TASK GOAL: Print the data below exactly, but only the lines from the one containing "src: &[u8]) -> SysResult<()>;" down to the one containing "if v1 == v2", inclusive.

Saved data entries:
=== Section Start ===
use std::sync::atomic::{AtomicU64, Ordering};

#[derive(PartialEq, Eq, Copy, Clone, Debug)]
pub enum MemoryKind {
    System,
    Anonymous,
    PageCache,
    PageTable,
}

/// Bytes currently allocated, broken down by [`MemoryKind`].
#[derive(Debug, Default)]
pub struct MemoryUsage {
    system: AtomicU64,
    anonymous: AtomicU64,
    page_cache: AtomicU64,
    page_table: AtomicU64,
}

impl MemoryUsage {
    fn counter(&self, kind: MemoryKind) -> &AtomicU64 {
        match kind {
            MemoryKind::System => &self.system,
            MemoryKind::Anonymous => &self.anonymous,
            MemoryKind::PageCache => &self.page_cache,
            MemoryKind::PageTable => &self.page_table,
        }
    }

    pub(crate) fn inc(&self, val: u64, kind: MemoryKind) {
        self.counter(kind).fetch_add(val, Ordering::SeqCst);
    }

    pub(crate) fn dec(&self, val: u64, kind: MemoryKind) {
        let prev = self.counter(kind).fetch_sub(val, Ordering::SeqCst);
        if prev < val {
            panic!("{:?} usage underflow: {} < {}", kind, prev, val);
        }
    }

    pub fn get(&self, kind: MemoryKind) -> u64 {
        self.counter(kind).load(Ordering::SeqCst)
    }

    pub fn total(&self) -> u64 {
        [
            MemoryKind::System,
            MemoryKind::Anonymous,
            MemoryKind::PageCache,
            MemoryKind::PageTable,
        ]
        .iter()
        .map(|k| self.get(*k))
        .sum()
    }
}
=== Section End ===
=== Section Start ===
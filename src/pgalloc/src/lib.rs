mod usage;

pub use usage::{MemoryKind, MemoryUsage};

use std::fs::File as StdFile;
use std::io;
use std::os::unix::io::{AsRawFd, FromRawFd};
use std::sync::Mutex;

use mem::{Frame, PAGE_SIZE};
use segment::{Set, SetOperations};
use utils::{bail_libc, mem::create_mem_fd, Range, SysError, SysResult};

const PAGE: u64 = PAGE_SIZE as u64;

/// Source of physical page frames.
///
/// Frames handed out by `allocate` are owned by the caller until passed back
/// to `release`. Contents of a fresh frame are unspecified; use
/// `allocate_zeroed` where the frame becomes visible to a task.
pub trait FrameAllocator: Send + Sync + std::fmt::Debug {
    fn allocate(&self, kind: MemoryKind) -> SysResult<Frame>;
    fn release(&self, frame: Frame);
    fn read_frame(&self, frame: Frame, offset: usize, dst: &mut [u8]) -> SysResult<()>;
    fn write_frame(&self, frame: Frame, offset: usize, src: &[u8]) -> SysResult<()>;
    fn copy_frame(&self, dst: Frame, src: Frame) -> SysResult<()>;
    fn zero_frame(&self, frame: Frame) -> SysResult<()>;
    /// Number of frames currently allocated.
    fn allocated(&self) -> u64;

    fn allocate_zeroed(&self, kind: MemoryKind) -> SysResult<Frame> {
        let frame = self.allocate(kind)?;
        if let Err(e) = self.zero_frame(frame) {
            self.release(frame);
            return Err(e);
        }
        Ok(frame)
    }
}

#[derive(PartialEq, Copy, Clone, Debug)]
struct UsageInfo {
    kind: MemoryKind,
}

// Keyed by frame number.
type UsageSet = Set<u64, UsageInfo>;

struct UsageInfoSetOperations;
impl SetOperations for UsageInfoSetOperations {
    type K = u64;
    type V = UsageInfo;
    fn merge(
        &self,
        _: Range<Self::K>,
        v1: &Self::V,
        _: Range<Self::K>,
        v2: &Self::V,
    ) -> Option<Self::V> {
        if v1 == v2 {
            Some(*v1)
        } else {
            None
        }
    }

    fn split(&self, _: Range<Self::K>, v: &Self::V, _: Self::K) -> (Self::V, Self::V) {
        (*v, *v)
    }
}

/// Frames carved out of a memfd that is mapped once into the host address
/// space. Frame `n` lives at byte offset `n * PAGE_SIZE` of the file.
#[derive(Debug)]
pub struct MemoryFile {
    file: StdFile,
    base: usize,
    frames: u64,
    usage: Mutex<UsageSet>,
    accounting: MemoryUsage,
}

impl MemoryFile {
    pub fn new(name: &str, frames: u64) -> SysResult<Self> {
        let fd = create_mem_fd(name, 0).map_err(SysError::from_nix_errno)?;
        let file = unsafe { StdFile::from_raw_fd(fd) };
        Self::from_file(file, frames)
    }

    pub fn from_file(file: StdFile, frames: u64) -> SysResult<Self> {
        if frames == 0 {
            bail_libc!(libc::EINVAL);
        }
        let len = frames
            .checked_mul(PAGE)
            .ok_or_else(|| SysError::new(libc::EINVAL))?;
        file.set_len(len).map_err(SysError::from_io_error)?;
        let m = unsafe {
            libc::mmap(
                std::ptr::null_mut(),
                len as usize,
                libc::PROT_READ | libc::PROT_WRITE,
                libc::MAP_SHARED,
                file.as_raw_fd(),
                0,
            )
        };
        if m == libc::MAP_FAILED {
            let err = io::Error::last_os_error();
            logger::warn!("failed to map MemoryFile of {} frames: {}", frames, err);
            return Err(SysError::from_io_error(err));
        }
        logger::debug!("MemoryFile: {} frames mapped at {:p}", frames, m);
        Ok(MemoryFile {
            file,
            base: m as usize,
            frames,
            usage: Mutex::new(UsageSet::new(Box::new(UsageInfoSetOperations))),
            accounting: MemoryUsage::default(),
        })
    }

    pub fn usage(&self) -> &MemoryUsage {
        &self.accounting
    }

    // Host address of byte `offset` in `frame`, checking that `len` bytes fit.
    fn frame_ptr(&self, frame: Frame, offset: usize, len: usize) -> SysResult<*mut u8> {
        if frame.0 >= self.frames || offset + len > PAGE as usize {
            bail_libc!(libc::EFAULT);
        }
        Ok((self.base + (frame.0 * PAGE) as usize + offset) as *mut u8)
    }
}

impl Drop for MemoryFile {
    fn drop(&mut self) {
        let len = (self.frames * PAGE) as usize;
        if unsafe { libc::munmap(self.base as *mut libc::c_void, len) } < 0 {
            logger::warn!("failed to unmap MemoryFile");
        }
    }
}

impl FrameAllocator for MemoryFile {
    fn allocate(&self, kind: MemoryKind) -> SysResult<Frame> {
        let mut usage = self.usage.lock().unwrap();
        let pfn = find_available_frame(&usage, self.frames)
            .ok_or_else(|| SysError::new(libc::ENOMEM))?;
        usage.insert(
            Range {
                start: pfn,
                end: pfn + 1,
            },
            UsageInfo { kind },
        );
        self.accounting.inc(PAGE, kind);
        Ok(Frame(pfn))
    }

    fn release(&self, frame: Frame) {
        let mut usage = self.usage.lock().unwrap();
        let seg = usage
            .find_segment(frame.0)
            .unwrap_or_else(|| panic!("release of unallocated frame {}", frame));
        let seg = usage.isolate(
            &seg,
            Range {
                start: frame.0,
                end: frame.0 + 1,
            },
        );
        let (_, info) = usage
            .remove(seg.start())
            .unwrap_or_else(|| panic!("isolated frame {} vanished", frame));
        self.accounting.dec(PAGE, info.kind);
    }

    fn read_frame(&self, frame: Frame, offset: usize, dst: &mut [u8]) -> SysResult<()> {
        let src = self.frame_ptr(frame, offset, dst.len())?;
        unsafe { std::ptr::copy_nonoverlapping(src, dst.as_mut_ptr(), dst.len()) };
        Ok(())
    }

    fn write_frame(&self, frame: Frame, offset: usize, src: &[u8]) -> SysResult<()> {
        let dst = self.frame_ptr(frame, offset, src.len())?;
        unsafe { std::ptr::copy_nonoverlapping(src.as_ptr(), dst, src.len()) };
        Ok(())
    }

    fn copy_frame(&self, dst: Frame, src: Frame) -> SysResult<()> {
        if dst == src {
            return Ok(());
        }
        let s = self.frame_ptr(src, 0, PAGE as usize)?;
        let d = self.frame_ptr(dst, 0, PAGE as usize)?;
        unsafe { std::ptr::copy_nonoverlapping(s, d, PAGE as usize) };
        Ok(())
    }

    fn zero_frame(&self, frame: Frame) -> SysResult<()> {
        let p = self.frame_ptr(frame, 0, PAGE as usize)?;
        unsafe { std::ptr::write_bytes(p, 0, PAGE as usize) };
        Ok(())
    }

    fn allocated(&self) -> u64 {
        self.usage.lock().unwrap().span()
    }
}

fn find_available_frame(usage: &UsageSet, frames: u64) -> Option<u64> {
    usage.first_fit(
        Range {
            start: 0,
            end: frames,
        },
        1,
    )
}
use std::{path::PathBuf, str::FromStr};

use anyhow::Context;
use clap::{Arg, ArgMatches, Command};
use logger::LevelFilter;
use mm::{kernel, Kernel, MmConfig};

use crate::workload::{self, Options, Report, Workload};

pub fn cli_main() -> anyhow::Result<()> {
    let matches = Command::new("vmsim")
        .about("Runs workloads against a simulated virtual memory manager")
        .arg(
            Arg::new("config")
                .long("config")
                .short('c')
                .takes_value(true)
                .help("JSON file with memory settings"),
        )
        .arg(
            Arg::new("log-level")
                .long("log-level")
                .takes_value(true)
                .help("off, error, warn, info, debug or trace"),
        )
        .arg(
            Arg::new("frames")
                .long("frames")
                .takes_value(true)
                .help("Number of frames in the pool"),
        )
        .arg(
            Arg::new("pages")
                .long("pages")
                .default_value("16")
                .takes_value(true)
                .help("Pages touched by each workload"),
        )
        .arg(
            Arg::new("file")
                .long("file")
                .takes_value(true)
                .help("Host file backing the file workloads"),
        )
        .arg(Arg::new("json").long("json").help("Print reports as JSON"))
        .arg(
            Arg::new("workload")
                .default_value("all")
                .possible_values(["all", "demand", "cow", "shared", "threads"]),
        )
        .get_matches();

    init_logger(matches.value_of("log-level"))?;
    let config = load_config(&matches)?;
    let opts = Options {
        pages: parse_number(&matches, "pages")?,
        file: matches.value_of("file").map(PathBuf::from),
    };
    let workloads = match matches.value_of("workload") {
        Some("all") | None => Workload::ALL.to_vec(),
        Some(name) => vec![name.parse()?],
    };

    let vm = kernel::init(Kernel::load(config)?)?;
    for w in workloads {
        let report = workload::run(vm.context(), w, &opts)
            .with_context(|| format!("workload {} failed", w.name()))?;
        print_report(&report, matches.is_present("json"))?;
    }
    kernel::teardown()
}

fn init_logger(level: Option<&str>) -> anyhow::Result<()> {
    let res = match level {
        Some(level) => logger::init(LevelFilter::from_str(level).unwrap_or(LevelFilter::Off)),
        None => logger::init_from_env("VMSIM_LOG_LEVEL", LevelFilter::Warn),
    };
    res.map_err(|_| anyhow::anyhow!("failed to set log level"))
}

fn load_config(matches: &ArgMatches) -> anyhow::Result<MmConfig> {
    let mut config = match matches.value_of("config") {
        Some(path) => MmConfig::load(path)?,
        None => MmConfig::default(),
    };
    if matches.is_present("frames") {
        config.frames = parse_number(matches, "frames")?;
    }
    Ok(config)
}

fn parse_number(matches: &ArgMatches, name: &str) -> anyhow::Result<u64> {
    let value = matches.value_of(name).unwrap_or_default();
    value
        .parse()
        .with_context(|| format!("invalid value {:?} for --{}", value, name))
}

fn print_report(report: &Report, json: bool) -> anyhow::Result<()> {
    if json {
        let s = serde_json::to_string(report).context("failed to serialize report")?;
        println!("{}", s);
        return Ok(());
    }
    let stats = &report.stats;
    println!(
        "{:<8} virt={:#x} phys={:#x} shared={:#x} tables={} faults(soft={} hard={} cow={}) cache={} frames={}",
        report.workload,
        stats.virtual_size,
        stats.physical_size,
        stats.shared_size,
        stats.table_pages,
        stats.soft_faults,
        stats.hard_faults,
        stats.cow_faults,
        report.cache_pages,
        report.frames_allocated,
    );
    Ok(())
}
=== Section End ===
REPLY:
    fn write_frame(&self, frame: Frame, offset: usize, src: &[u8]) -> SysResult<()>;
    fn copy_frame(&self, dst: Frame, src: Frame) -> SysResult<()>;
    fn zero_frame(&self, frame: Frame) -> SysResult<()>;
    /// Number of frames currently allocated.
    fn allocated(&self) -> u64;

    fn allocate_zeroed(&self, kind: MemoryKind) -> SysResult<Frame> {
        let frame = self.allocate(kind)?;
        if let Err(e) = self.zero_frame(frame) {
            self.release(frame);
            return Err(e);
        }
        Ok(frame)
    }
}

#[derive(PartialEq, Copy, Clone, Debug)]
struct UsageInfo {
    kind: MemoryKind,
}

// Keyed by frame number.
type UsageSet = Set<u64, UsageInfo>;

struct UsageInfoSetOperations;
impl SetOperations for UsageInfoSetOperations {
    type K = u64;
    type V = UsageInfo;
    fn merge(
        &self,
        _: Range<Self::K>,
        v1: &Self::V,
        _: Range<Self::K>,
        v2: &Self::V,
    ) -> Option<Self::V> {
        if v1 == v2 {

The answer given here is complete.